About the Book
This volume brings together fourteen essays written by literary critics, historians and political theorists which look at the early novels in different Indian languages and the circumstances of their production. Most of the essays challenge the old assumption that the novel in India was a genre directly imported from the West, and address the issues of plural heritage and the economic and social determinants that interacted to make the shaping of this literary form a tangled and complex process in our languages.
About the Author
Meenakshi Mukherjee (1937-2009) was an authority on the novel in India. Her important books include The Twice Born Fiction (1971, rpt. 2001), Realism and Reality: Novel and Society in India (1985, 1992) and The Perishable Empire (2000). She was Professor of English, Jawaharlal Nehru University, New Delhi and later, Honorary Professor, University of Hyderabad.

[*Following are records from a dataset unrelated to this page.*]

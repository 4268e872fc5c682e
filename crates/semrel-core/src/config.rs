//! Configuration loading and discovery.
//!
//! A host would normally supply the tag prefix, remote, and base branch;
//! standing alone, semrel discovers them from a config file by:
//! 1. Walking up from the project root to find project config
//! 2. Loading user config from the platform config directory
//! 3. Merging with sensible defaults
//!
//! # Supported formats
//!
//! - TOML (`.toml`)
//! - JSON (`.json`)
//!
//! # Config file locations (in order of precedence, highest first):
//! - `.semrel.<ext>` in the project root or any parent
//! - `semrel.<ext>` in the project root or any parent
//! - `~/.config/semrel/config.<ext>` (user config)
//!
//! Where `<ext>` is one of: `toml`, `json`. A missing config file is not
//! an error; defaults apply.
//!
//! # Example
//! ```no_run
//! use camino::Utf8PathBuf;
//! use semrel_core::config::ConfigLoader;
//!
//! let cwd = std::env::current_dir().unwrap();
//! let cwd = Utf8PathBuf::try_from(cwd).expect("current directory is not valid UTF-8");
//! let config = ConfigLoader::new()
//!     .with_project_search(&cwd)
//!     .load()
//!     .unwrap();
//! assert_eq!(config.tag_prefix, "v");
//! ```

use std::path::Path;

use camino::{Utf8Path, Utf8PathBuf};
use figment::Figment;
use figment::providers::{Format, Json, Serialized, Toml};
use serde::{Deserialize, Serialize};

use crate::error::{ConfigError, ConfigResult};

/// The configuration for semrel.
///
/// Every field has a default; config files only override.
#[derive(Debug, Clone, Deserialize, Serialize, PartialEq, Eq)]
#[serde(default)]
pub struct Config {
    /// Log level hint for the embedding application.
    pub log_level: LogLevel,
    /// Prefix prepended to release tags (e.g. `v` → `v1.2.3`).
    pub tag_prefix: String,
    /// Remote that receives the release push.
    pub remote: String,
    /// Branch pushed when the current branch cannot be determined.
    pub base_branch: String,
}

impl Default for Config {
    fn default() -> Self {
        Self {
            log_level: LogLevel::default(),
            tag_prefix: "v".to_string(),
            remote: "origin".to_string(),
            base_branch: "main".to_string(),
        }
    }
}

/// Log level for the application.
#[derive(Debug, Clone, Copy, Default, Deserialize, Serialize, PartialEq, Eq)]
#[serde(rename_all = "lowercase")]
pub enum LogLevel {
    /// Only errors.
    Error,
    /// Errors and warnings.
    Warn,
    /// Normal operational detail.
    #[default]
    Info,
    /// Developer detail.
    Debug,
    /// Everything.
    Trace,
}

impl LogLevel {
    /// The level as a `tracing`/`RUST_LOG`-compatible string.
    pub const fn as_str(self) -> &'static str {
        match self {
            Self::Error => "error",
            Self::Warn => "warn",
            Self::Info => "info",
            Self::Debug => "debug",
            Self::Trace => "trace",
        }
    }
}

/// Discovers and loads configuration.
#[derive(Debug, Clone, Default)]
pub struct ConfigLoader {
    file: Option<Utf8PathBuf>,
    project_root: Option<Utf8PathBuf>,
    user_config: bool,
}

impl ConfigLoader {
    /// Create a loader with no sources; [`load`](Self::load) then yields defaults.
    pub fn new() -> Self {
        Self::default()
    }

    /// Load an explicit file (highest precedence). The file must exist.
    #[must_use]
    pub fn with_file(mut self, path: &Utf8Path) -> Self {
        self.file = Some(path.to_owned());
        self
    }

    /// Search `root` and its parents for project config.
    #[must_use]
    pub fn with_project_search(mut self, root: &Utf8Path) -> Self {
        self.project_root = Some(root.to_owned());
        self
    }

    /// Also merge user-level config from the platform config directory.
    #[must_use]
    pub const fn with_user_config(mut self, enabled: bool) -> Self {
        self.user_config = enabled;
        self
    }

    /// Merge all configured sources over the defaults.
    pub fn load(&self) -> ConfigResult<Config> {
        let mut figment = Figment::from(Serialized::defaults(Config::default()));

        if self.user_config
            && let Some(dirs) = directories::ProjectDirs::from("", "", "semrel")
        {
            for ext in EXTENSIONS {
                let candidate = dirs.config_dir().join(format!("config.{ext}"));
                if candidate.is_file() {
                    figment = merge_file(figment, &candidate);
                }
            }
        }

        if let Some(ref root) = self.project_root
            && let Some(found) = discover(root)
        {
            figment = merge_file(figment, found.as_std_path());
        }

        if let Some(ref file) = self.file {
            if !file.is_file() {
                return Err(ConfigError::NotFound(file.clone()));
            }
            figment = merge_file(figment, file.as_std_path());
        }

        figment
            .extract()
            .map_err(|e| ConfigError::Deserialize(Box::new(e)))
    }
}

const EXTENSIONS: [&str; 2] = ["toml", "json"];

/// Find the nearest project config file, walking up from `root`.
fn discover(root: &Utf8Path) -> Option<Utf8PathBuf> {
    let mut dir = Some(root);
    while let Some(d) = dir {
        for name in [".semrel", "semrel"] {
            for ext in EXTENSIONS {
                let candidate = d.join(format!("{name}.{ext}"));
                if candidate.is_file() {
                    return Some(candidate);
                }
            }
        }
        dir = d.parent();
    }
    None
}

/// Merge one file into the figment, picking the provider by extension.
fn merge_file(figment: Figment, path: &Path) -> Figment {
    if path.extension().is_some_and(|ext| ext == "json") {
        figment.merge(Json::file(path))
    } else {
        figment.merge(Toml::file(path))
    }
}
//! Core library for semrel.
//!
//! This crate provides the host-independent pieces of the semrel release
//! plugin: version store providers, commit classification, version
//! resolution, and the release orchestration they feed into. The `semrel`
//! crate wires these into the host-facing lifecycle events.
//!
//! # Modules
//!
//! - [`classify`] - Commit-label classification rules
//! - [`config`] - Configuration loading and management
//! - [`error`] - Error types and result aliases
//! - [`git`] - Git operations for the release flow
//! - [`provider`] - Version store adapters (composer.json / package.json)
//! - [`release`] - Version and publish step orchestration
//! - [`version`] - Bump kinds and next-version computation
//!
//! # Quick Start
//!
//! ```no_run
//! use camino::Utf8Path;
//! use semrel_core::provider;
//!
//! let provider = provider::detect_provider(Utf8Path::new("."))
//!     .expect("no version source in project root");
//!
//! println!("current version: {}", provider.previous_version().unwrap());
//! ```
#![deny(unsafe_code)]

pub mod classify;

pub mod config;

pub mod error;

pub mod git;

pub mod provider;

pub mod release;

pub mod version;

pub use config::{Config, ConfigLoader, LogLevel};

pub use error::{ConfigError, ConfigResult};

// Re-export semver so downstream crates don't need a direct dependency.
pub use semver;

This volume originated in a Sahitya Akademi sponsored seminar on Early Novels in India held in Thiruvananthapurm in March 2000 in collaboration with the Centre for Comparative Literature, Kerala University. The idea was to examine the complex configurations behind the emergence of a new genre in different Indian languages and locate it in the intersecting webs of social, cultural and economic changes taking place during the colonial era. But the book as it stands now is not a collection only of papers presented at that seminar. Priority was given to the papers that attempted a theoretical or analytical understanding of the texts in the new genre in their larger historical context over the ones that gave chronological or descriptive accounts of the early novels. Some of the papers presented at Thiruvanathapuram have been substantially revised, altered or enlarged for the volume; four were commissioned later to fill up some glaring gaps. Neither of the two papers focussing on Hindi presented at the seminar was made available to us and only one of them could be partially reconstructed from an incomplete audio recording. Thus the present volume should be looked upon not as seminar proceedings, but as a book on its own. The two sections in the volume are broadly arranged according to the focus of the essays the second section containing those that look at specific texts, while the essays in the first section take up larger social and cultural issues and their effects on the shaping of a literary genre.